Below are some records; return each one exactly.

○ ○ ○

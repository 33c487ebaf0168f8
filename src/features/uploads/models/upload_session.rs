use chrono::{DateTime, Utc};
use serde::{Deserialize, Serialize};
use std::collections::BTreeSet;
use std::str::FromStr;
use utoipa::ToSchema;
use uuid::Uuid;

use crate::core::error::{AppError, Result};

/// Lifecycle status of a chunked upload session
#[derive(Debug, Clone, Copy, PartialEq, Eq, Hash, Serialize, Deserialize, ToSchema)]
#[serde(rename_all = "snake_case")]
pub enum UploadStatus {
    Initialized,
    InProgress,
    Completed,
    Failed,
    Cancelled,
    Expired,
}

impl UploadStatus {
    pub fn as_str(&self) -> &'static str {
        match self {
            UploadStatus::Initialized => "initialized",
            UploadStatus::InProgress => "in_progress",
            UploadStatus::Completed => "completed",
            UploadStatus::Failed => "failed",
            UploadStatus::Cancelled => "cancelled",
            UploadStatus::Expired => "expired",
        }
    }

    /// Terminal sessions never change status again
    pub fn is_terminal(&self) -> bool {
        matches!(
            self,
            UploadStatus::Completed
                | UploadStatus::Failed
                | UploadStatus::Cancelled
                | UploadStatus::Expired
        )
    }

    /// Forward-only state machine:
    /// `initialized -> in_progress -> completed`, and any non-terminal
    /// state may drop to `failed`, `cancelled` or `expired`.
    pub fn can_transition_to(&self, next: UploadStatus) -> bool {
        if self.is_terminal() {
            return false;
        }

        match next {
            UploadStatus::InProgress => *self == UploadStatus::Initialized,
            UploadStatus::Completed => *self == UploadStatus::InProgress,
            UploadStatus::Failed | UploadStatus::Cancelled | UploadStatus::Expired => true,
            UploadStatus::Initialized => false,
        }
    }
}

impl std::fmt::Display for UploadStatus {
    fn fmt(&self, f: &mut std::fmt::Formatter<'_>) -> std::fmt::Result {
        write!(f, "{}", self.as_str())
    }
}

impl FromStr for UploadStatus {
    type Err = String;

    fn from_str(s: &str) -> std::result::Result<Self, Self::Err> {
        match s {
            "initialized" => Ok(UploadStatus::Initialized),
            "in_progress" => Ok(UploadStatus::InProgress),
            "completed" => Ok(UploadStatus::Completed),
            "failed" => Ok(UploadStatus::Failed),
            "cancelled" => Ok(UploadStatus::Cancelled),
            "expired" => Ok(UploadStatus::Expired),
            other => Err(format!("Unknown upload status: {}", other)),
        }
    }
}

/// Server-side record of one chunked upload
#[derive(Debug, Clone, PartialEq)]
pub struct UploadSession {
    pub upload_id: Uuid,
    pub filename: String,
    pub total_size: u64,
    pub mime_type: String,
    pub chunk_size: u64,
    pub total_chunks: u32,
    pub received_chunks: BTreeSet<u32>,
    pub status: UploadStatus,
    /// Report or document the finished file will be attached to
    pub associated_entity_id: Option<Uuid>,
    /// Storage location of the assembled file, set on completion
    pub final_location: Option<String>,
    /// Hex SHA-256 of the assembled file, set on completion
    pub checksum: Option<String>,
    /// Bumped on every stored mutation, used for compare-and-swap
    pub version: i64,
    pub created_at: DateTime<Utc>,
    pub last_activity_at: DateTime<Utc>,
    /// When the session entered a terminal state
    pub finished_at: Option<DateTime<Utc>>,
}

/// Data for creating a new upload session
#[derive(Debug, Clone)]
pub struct CreateUploadSession {
    pub filename: String,
    pub total_size: u64,
    pub mime_type: String,
    pub chunk_size: Option<u64>,
    pub associated_entity_id: Option<Uuid>,
}

impl UploadSession {
    /// Build a fresh `initialized` session. `total_chunks` must already be
    /// validated against `total_size` and `chunk_size`.
    #[allow(clippy::too_many_arguments)]
    pub fn new(
        upload_id: Uuid,
        filename: String,
        total_size: u64,
        mime_type: String,
        chunk_size: u64,
        total_chunks: u32,
        associated_entity_id: Option<Uuid>,
        now: DateTime<Utc>,
    ) -> Self {
        Self {
            upload_id,
            filename,
            total_size,
            mime_type,
            chunk_size,
            total_chunks,
            received_chunks: BTreeSet::new(),
            status: UploadStatus::Initialized,
            associated_entity_id,
            final_location: None,
            checksum: None,
            version: 0,
            created_at: now,
            last_activity_at: now,
            finished_at: None,
        }
    }

    /// ceil(total_size / chunk_size)
    pub fn chunk_count(total_size: u64, chunk_size: u64) -> u64 {
        total_size.div_ceil(chunk_size)
    }

    /// Byte range `[start, end)` covered by `index` in the final file
    pub fn chunk_bounds(&self, index: u32) -> Option<(u64, u64)> {
        if index >= self.total_chunks {
            return None;
        }
        let start = index as u64 * self.chunk_size;
        let end = (start + self.chunk_size).min(self.total_size);
        Some((start, end))
    }

    /// Expected payload length of `index`; only the last chunk may be shorter
    pub fn expected_chunk_len(&self, index: u32) -> Option<u64> {
        self.chunk_bounds(index).map(|(start, end)| end - start)
    }

    pub fn received_count(&self) -> u32 {
        self.received_chunks.len() as u32
    }

    pub fn is_fully_received(&self) -> bool {
        self.received_count() == self.total_chunks
    }

    /// Indices not yet persisted, ascending
    pub fn missing_chunks(&self) -> Vec<u32> {
        (0..self.total_chunks)
            .filter(|i| !self.received_chunks.contains(i))
            .collect()
    }

    /// First index a resuming client should upload
    pub fn first_missing_chunk(&self) -> Option<u32> {
        (0..self.total_chunks).find(|i| !self.received_chunks.contains(i))
    }

    pub fn progress_percent(&self) -> f64 {
        if self.total_chunks == 0 {
            return 0.0;
        }
        (self.received_count() as f64 / self.total_chunks as f64) * 100.0
    }

    pub fn is_terminal(&self) -> bool {
        self.status.is_terminal()
    }

    /// Apply a status change, enforcing the forward-only state machine
    pub fn apply_transition(&mut self, next: UploadStatus, now: DateTime<Utc>) -> Result<()> {
        if !self.status.can_transition_to(next) {
            return Err(AppError::InvalidTransition {
                from: self.status,
                to: next,
            });
        }

        self.status = next;
        if next.is_terminal() {
            self.finished_at = Some(now);
        }
        Ok(())
    }

    /// Reject further chunk or finalize work on a terminal session
    pub fn ensure_active(&self) -> Result<()> {
        if self.is_terminal() {
            return Err(AppError::InvalidState(format!(
                "Upload {} is {} and no longer accepts changes",
                self.upload_id, self.status
            )));
        }
        Ok(())
    }
}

○ ○ ○

**Your solution:**
repository 33c487ebaf0168f8
filename src/features/uploads/models/upload_session.rs
use chrono::{DateTime, Utc};
use serde::{Deserialize, Serialize};
use std::collections::BTreeSet;
use std::str::FromStr;
use utoipa::ToSchema;
use uuid::Uuid;

use crate::core::error::{AppError, Result};

/// Lifecycle status of a chunked upload session
#[derive(Debug, Clone, Copy, PartialEq, Eq, Hash, Serialize, Deserialize, ToSchema)]
#[serde(rename_all = "snake_case")]
pub enum UploadStatus {
    Initialized,
    InProgress,
    Completed,
    Failed,
    Cancelled,
    Expired,
}

impl UploadStatus {
    pub fn as_str(&self) -> &'static str {
        match self {
            UploadStatus::Initialized => "initialized",
            UploadStatus::InProgress => "in_progress",
            UploadStatus::Completed => "completed",
            UploadStatus::Failed => "failed",
            UploadStatus::Cancelled => "cancelled",
            UploadStatus::Expired => "expired",
        }
    }

    /// Terminal sessions never change status again
    pub fn is_terminal(&self) -> bool {
        matches!(
            self,
            UploadStatus::Completed
                | UploadStatus::Failed
                | UploadStatus::Cancelled
                | UploadStatus::Expired
        )
    }

    /// Forward-only state machine:
    /// `initialized -> in_progress -> completed`, and any non-terminal
    /// state may drop to `failed`, `cancelled` or `expired`.
    pub fn can_transition_to(&self, next: UploadStatus) -> bool {
        if self.is_terminal() {
            return false;
        }

        match next {
            UploadStatus::InProgress => *self == UploadStatus::Initialized,
            UploadStatus::Completed => *self == UploadStatus::InProgress,
            UploadStatus::Failed | UploadStatus::Cancelled | UploadStatus::Expired => true,
            UploadStatus::Initialized => false,
        }
    }
}

impl std::fmt::Display for UploadStatus {
    fn fmt(&self, f: &mut std::fmt::Formatter<'_>) -> std::fmt::Result {
        write!(f, "{}", self.as_str())
    }
}

impl FromStr for UploadStatus {
    type Err = String;

    fn from_str(s: &str) -> std::result::Result<Self, Self::Err> {
        match s {
            "initialized" => Ok(UploadStatus::Initialized),
            "in_progress" => Ok(UploadStatus::InProgress),
            "completed" => Ok(UploadStatus::Completed),
            "failed" => Ok(UploadStatus::Failed),
            "cancelled" => Ok(UploadStatus::Cancelled),
            "expired" => Ok(UploadStatus::Expired),
            other => Err(format!("Unknown upload status: {}", other)),
        }
    }
}

/// Server-side record of one chunked upload
#[derive(Debug, Clone, PartialEq)]
pub struct UploadSession {
    pub upload_id: Uuid,
    pub filename: String,
    pub total_size: u64,
    pub mime_type: String,
    pub chunk_size: u64,
    pub total_chunks: u32,
    pub received_chunks: BTreeSet<u32>,
    pub status: UploadStatus,
    /// Report or document the finished file will be attached to
    pub associated_entity_id: Option<Uuid>,
    /// Storage location of the assembled file, set on completion
    pub final_location: Option<String>,
    /// Hex SHA-256 of the assembled file, set on completion
    pub checksum: Option<String>,
    /// Bumped on every stored mutation, used for compare-and-swap
    pub version: i64,
    pub created_at: DateTime<Utc>,
    pub last_activity_at: DateTime<Utc>,
    /// When the session entered a terminal state
    pub finished_at: Option<DateTime<Utc>>,
}

/// Data for creating a new upload session
#[derive(Debug, Clone)]
pub struct CreateUploadSession {
    pub filename: String,
    pub total_size: u64,
    pub mime_type: String,
    pub chunk_size: Option<u64>,
    pub associated_entity_id: Option<Uuid>,
}

impl UploadSession {
    /// Build a fresh `initialized` session. `total_chunks` must already be
    /// validated against `total_size` and `chunk_size`.
    #[allow(clippy::too_many_arguments)]
    pub fn new(
        upload_id: Uuid,
        filename: String,
        total_size: u64,
        mime_type: String,
        chunk_size: u64,
        total_chunks: u32,
        associated_entity_id: Option<Uuid>,
        now: DateTime<Utc>,
    ) -> Self {
        Self {
            upload_id,
            filename,
            total_size,
            mime_type,
            chunk_size,
            total_chunks,
            received_chunks: BTreeSet::new(),
            status: UploadStatus::Initialized,
            associated_entity_id,
            final_location: None,
            checksum: None,
            version: 0,
            created_at: now,
            last_activity_at: now,
            finished_at: None,
        }
    }

    /// ceil(total_size / chunk_size)
    pub fn chunk_count(total_size: u64, chunk_size: u64) -> u64 {
        total_size.div_ceil(chunk_size)
    }

    /// Byte range `[start, end)` covered by `index` in the final file
    pub fn chunk_bounds(&self, index: u32) -> Option<(u64, u64)> {
        if index >= self.total_chunks {
            return None;
        }
        let start = index as u64 * self.chunk_size;
        let end = (start + self.chunk_size).min(self.total_size);
        Some((start, end))
    }

    /// Expected payload length of `index`; only the last chunk may be shorter
    pub fn expected_chunk_len(&self, index: u32) -> Option<u64> {
        self.chunk_bounds(index).map(|(start, end)| end - start)
    }

    pub fn received_count(&self) -> u32 {
        self.received_chunks.len() as u32
    }

    pub fn is_fully_received(&self) -> bool {
        self.received_count() == self.total_chunks
    }

    /// Indices not yet persisted, ascending
    pub fn missing_chunks(&self) -> Vec<u32> {
        (0..self.total_chunks)
            .filter(|i| !self.received_chunks.contains(i))
            .collect()
    }

    /// First index a resuming client should upload
    pub fn first_missing_chunk(&self) -> Option<u32> {
        (0..self.total_chunks).find(|i| !self.received_chunks.contains(i))
    }

    pub fn progress_percent(&self) -> f64 {
        if self.total_chunks == 0 {
            return 0.0;
        }
        (self.received_count() as f64 / self.total_chunks as f64) * 100.0
    }

    pub fn is_terminal(&self) -> bool {
        self.status.is_terminal()
    }

    /// Apply a status change, enforcing the forward-only state machine
    pub fn apply_transition(&mut self, next: UploadStatus, now: DateTime<Utc>) -> Result<()> {
        if !self.status.can_transition_to(next) {
            return Err(AppError::InvalidTransition {
                from: self.status,
                to: next,
            });
        }

        self.status = next;
        if next.is_terminal() {
            self.finished_at = Some(now);
        }
        Ok(())
    }

    /// Reject further chunk or finalize work on a terminal session
    pub fn ensure_active(&self) -> Result<()> {
        if self.is_terminal() {
            return Err(AppError::InvalidState(format!(
                "Upload {} is {} and no longer accepts changes",
                self.upload_id, self.status
            )));
        }
        Ok(())
    }
}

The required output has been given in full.